The rating agency further flagged the risk of rising social tensions due to high inequality. The medium-term budget policy framework statement presented in October showed that South Africa’s fiscal buffers were depleted.
The latest National Treasury in October projected that gross debt was stabilising at 59.6percent of gross domestic product (GDP) by 2023/24 following numerous upward revisions.
Tumisho Grater, an economic strategist at Novare, said insight into the country's financial position will likely be revealed in the National Budget speech in February. “Debt servicing costs, contingent liabilities and the public wage bill all need to be met with limited resources. Credit rating agencies are also due to release their credit rating reviews,” Grater said.
“A close eye will also be kept on local politics in the lead-up and outcome of the general elections and what the outcome means for the country and the implementation of the much-needed growth-enhancing reforms.”
The government has struggled to rein-in guarantees to ailing state-owned entities as it attempts to maintain prudent levels of liabilities.
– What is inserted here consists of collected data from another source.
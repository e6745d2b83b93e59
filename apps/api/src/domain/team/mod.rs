// Team domain module
// Contains team aggregate root, value objects, and domain events

#![allow(clippy::module_inception)]

pub mod events;
pub mod team;
pub mod value_objects;

// Re-export main types for convenience
pub use team::{Team, TeamMember};
pub use events::TeamEvent;
pub use value_objects::{
    AutonomyConfig, AutonomyLevel, EscalationAction, EscalationCondition, EscalationRule, MemberRole,
};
Eskom, South African Airways, the South African Post Office and Denel required multibillion-rand guarantees or recapitalisation during the 2017/18 financial year.
Elize Kruger, an analyst at NKC African Economics, said cash-burning state-owned companies were one of the main challenges facing the economy in 2019, and a credible solution must be found for them.
“In particular, Eskom, which is draining public funds and posing a risk for overall stability in the economy,” Kruger said. NKC African Economics now forecast real GDP growth of 1.7 percent and 2.2 percent for 2019 and 2020, respectively.
Intellidex analyst Peter Attard Montalto said the economy is still trapped between low potential growth on the upside and a robust private sector and demographics on the downside.
“We see unemployment higher and inequality rising too, while fiscal metrics flat-line in the primary deficit and the current account will marginally worse. We still think GDP per capita is the key metric to look at - where we see it showing no growth this year,” Montalto said.
Bank of America Merrill Lynch earlier this year said it expected Moody’s to downgrade South Africa’s rating this year. The bank said increasing debt levels and elevated financing needs of state-owned enterprises pose the main downside risk to the rating outlook.
“Under our current baseline, we expect South Africa’s public debt to breach 56percent of GDP and the budget deficit to reach 4.3 percent of GDP in 2019. In this scenario we would see room for a Moody’s downgrade to sub-IG in the next year,” the bank had warned.